Da transparência à responsabilização: uma análise crítica da estrutura ESG da Índia
Palavras-chave:
Regulamentação ESG; BRSR; Desacoplamento; Governo das Sociedades; Direito da Sustentabilidade; Índia; Deveres Fiduciários; BRSR Core; Greenwashing; ResponsabilizaçãoResumo
Nos últimos quinze anos, a arquitetura ESG da Índia passou por quatro fases regulatórias distintas, desde as Diretrizes Nacionais Voluntárias até ao Relatório de Responsabilidade Empresarial e Sustentabilidade (BRSR) obrigatório e, mais recentemente, ao quadro BRSR Core, parcialmente assegurado. Embora esta evolução tenha melhorado substancialmente a qualidade da divulgação de informação, este artigo defende que não resultou numa verdadeira responsabilização empresarial. Com base na teoria do desacoplamento institucional e num desenho empírico longitudinal, analisamos os relatórios BRSR das 89 principais empresas cotadas na NSE (National Stock Exchange of India) ao longo de três exercícios financeiros consecutivos (EF 2022-23 a EF 2024-25). As pontuações médias de qualidade da divulgação aumentaram 41,4% ao longo do período do estudo, essencialmente devido à exigência de garantia obrigatória introduzida no âmbito do BRSR Core. Os resultados substantivos em matéria de ESG (medidos em termos de intensidade de emissões, diversidade da força de trabalho, resolução de reclamações e responsabilização na cadeia de valor) melhoraram a um ritmo inferior a metade desse valor. A «lacuna de desacoplamento» resultante é 72,7% mais ampla no EF 2024-25 do que na linha de base do BRSR, e a garantia obrigatória, em vez de colmatar esta lacuna, esteve inicialmente associada ao seu alargamento.
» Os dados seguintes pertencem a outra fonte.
//! Pixport - format-aware image and document conversion.
//!
//! Pixport converts raster images (JPEG, PNG, BMP, TIFF, WebP, AVIF) and
//! PDF documents between formats while preserving what can be preserved:
//! embedded EXIF for EXIF-capable pairs, file timestamps, and document
//! info dictionaries.
//!
//! # Architecture
//!
//! ```text
//! Asset → Classify → Pre-flight checks → Decode → Encode → Write
//!                                            ↘ metadata / timestamps ↗
//! ```
//!
//! Everything that touches pixel bytes or PDF internals lives behind the
//! [`CodecProvider`] trait; [`Converter`] wires the default provider into
//! the conversion pipeline and batch orchestrator.
//!
//! # Usage
//!
//! ```rust,ignore
//! use pixport::{Converter, ConvertOptions, BatchOptions};
//!
//! #[tokio::main]
//! async fn main() -> pixport::Result<()> {
//!     let converter = Converter::new();
//!     converter
//!         .convert("./photo.png", "./photo.webp", ConvertOptions::default())
//!         .await?;
//!
//!     let batch = converter
//!         .batch_convert("./in", "./out", BatchOptions::default(), None)
//!         .await?;
//!     println!("converted {} files", batch.succeeded());
//!     Ok(())
//! }
//! ```

pub mod codec;
pub mod document;
pub mod error;
pub mod formats;
pub mod info;
pub mod metadata;
pub mod pipeline;
pub mod types;

pub use codec::{CodecProvider, Decoded, DefaultCodec, DocumentHandle, EncodeOptions};
pub use document::{DocumentAdapter, FitPolicy, PageSize, Placement};
pub use error::{ConvertError, Result};
pub use formats::{CapabilitySet, FormatRegistry, FormatToken};
pub use info::{AssetInfo, DocumentRecord};
pub use metadata::{
    DocumentInfo, ExifSummary, GpsAltitude, GpsCoordinate, GpsPosition, GpsRational, Scalar,
    Timestamps,
};
pub use pipeline::{BatchOrchestrator, BatchOutput, ConversionPipeline};
pub use types::{
    Asset, BatchOptions, ConversionJob, ConversionResult, ConvertOptions, ProgressCallback,
};

use std::path::{Path, PathBuf};
use std::sync::Arc;

use tokio::sync::mpsc;

/// Library version.
pub const VERSION: &str = env!("CARGO_PKG_VERSION");

/// The main entry point: a conversion pipeline plus batch orchestration
/// over a single codec provider.
#[derive(Clone)]
pub struct Converter {
    codec: Arc<dyn CodecProvider>,
    pipeline: ConversionPipeline,
    orchestrator: BatchOrchestrator,
}

impl Converter {
    /// Build a converter on the built-in provider, probing optional codec
    /// availability once.
    pub fn new() -> Self {
        Self::with_provider(Arc::new(DefaultCodec::new()))
    }

    /// Build a converter on a custom provider (e.g. one with HEIF or
    /// sensor-RAW support).
    pub fn with_provider(codec: Arc<dyn CodecProvider>) -> Self {
        tracing::debug!("initializing pixport v{VERSION}");
        let pipeline = ConversionPipeline::new(Arc::clone(&codec));
        let orchestrator = BatchOrchestrator::new(pipeline.clone());
        Self {
            codec,
            pipeline,
            orchestrator,
        }
    }

    /// The provider's optional-codec availability, fixed at construction.
    pub fn capabilities(&self) -> CapabilitySet {
        self.codec.capabilities()
    }

    /// Convert one asset. The destination format is taken from the
    /// destination path's extension.
    pub async fn convert(
        &self,
        source: impl Into<PathBuf>,
        dest: impl Into<PathBuf>,
        options: ConvertOptions,
    ) -> Result<Asset> {
        let job = ConversionJob::new(source, dest, options);
        self.pipeline.execute_job(job).await.into_result()
    }

    /// Convert a directory tree, collecting every per-job result.
    pub async fn batch_convert(
        &self,
        input_root: impl AsRef<Path>,
        output_root: impl AsRef<Path>,
        options: BatchOptions,
        progress: Option<ProgressCallback>,
    ) -> Result<BatchOutput> {
        self.orchestrator
            .run(input_root.as_ref(), output_root.as_ref(), &options, progress)
            .await
    }

    /// Convert a directory tree, streaming each successful output path as
    /// its job completes.
    pub async fn batch_convert_stream(
        &self,
        input_root: impl AsRef<Path>,
        output_root: impl AsRef<Path>,
        options: BatchOptions,
        progress: Option<ProgressCallback>,
    ) -> Result<mpsc::Receiver<PathBuf>> {
        self.orchestrator
            .run_streaming(input_root.as_ref(), output_root.as_ref(), &options, progress)
            .await
    }

    /// Inspect an asset without converting it.
    pub async fn asset_info(&self, path: impl Into<PathBuf>) -> Result<AssetInfo> {
        let path = path.into();
        let codec = Arc::clone(&self.codec);
        tokio::task::spawn_blocking(move || info::asset_info(&path, &codec))
            .await
            .map_err(|e| ConvertError::Codec {
                path: PathBuf::new(),
                message: format!("inspection task aborted: {e}"),
            })?
    }

    /// Rasterize a document's pages to `page_{index}.{ext}` files under
    /// `out_dir`. `pages` of `None` means all pages; `extension` is accepted
    /// with or without the leading dot.
    pub async fn document_to_images(
        &self,
        source: impl Into<PathBuf>,
        out_dir: impl Into<PathBuf>,
        extension: &str,
        quality: u8,
        dpi: f32,
        pages: Option<Vec<usize>>,
    ) -> Result<Vec<PathBuf>> {
        let source = source.into();
        let out_dir = out_dir.into();
        let format =
            FormatToken::from_extension(extension).ok_or_else(|| ConvertError::UnsupportedFormat {
                path: source.clone(),
                extension: extension.to_string(),
            })?;
        let adapter = self.pipeline.document_adapter().clone();

        tokio::task::spawn_blocking(move || {
            adapter.document_to_images(&source, &out_dir, format, quality, dpi, pages.as_deref())
        })
        .await
        .map_err(|e| ConvertError::Codec {
            path: PathBuf::new(),
            message: format!("rasterization task aborted: {e}"),
        })?
    }

    /// Assemble one document from a list of images, one page per image.
    pub async fn images_to_document(
        &self,
        images: Vec<PathBuf>,
        dest: impl Into<PathBuf>,
        page_size: PageSize,
        fit: FitPolicy,
        quality: u8,
        info: Option<DocumentInfo>,
    ) -> Result<PathBuf> {
        let dest = dest.into();
        let adapter = self.pipeline.document_adapter().clone();

        tokio::task::spawn_blocking(move || {
            adapter.images_to_document(&images, &dest, page_size, fit, quality, info.as_ref())
        })
        .await
        .map_err(|e| ConvertError::Codec {
            path: PathBuf::new(),
            message: format!("assembly task aborted: {e}"),
        })?
    }
}

impl Default for Converter {
    fn default() -> Self {
        Self::new()
    }
}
Foram identificadas três causas estruturais: a fragmentação das obrigações em matéria de ESG entre a SEBI (Securities and Exchange Board of India), o MCA e as entidades reguladoras ambientais; a ausência de uma aplicação da lei orientada para os resultados; e a desconexão permanente entre as despesas obrigatórias em matéria de RSC, previstas na Secção 135 da Lei das Sociedades de 2013, e a governação ESG orientada para o desempenho ao abrigo do BRSR. Para colmatar esta lacuna, o artigo apresenta três reformas específicas: a integração das obrigações ESG num capítulo específico da Lei das Sociedades; a alteração dos deveres fiduciários dos administradores, nos termos da Secção 166, de modo a impor um dever operacional de abordar os riscos ESG materiais; e a criação de uma Autoridade Unificada de Supervisão ESG com sanções baseadas no volume de negócios. Enquanto a divulgação não for acompanhada de consequências legais ligadas aos resultados, em vez de à simples apresentação de relatórios, o quadro ESG da Índia continuará a produzir entidades com relatórios sofisticados, sem, no entanto, gerar desempenhos significativamente melhores.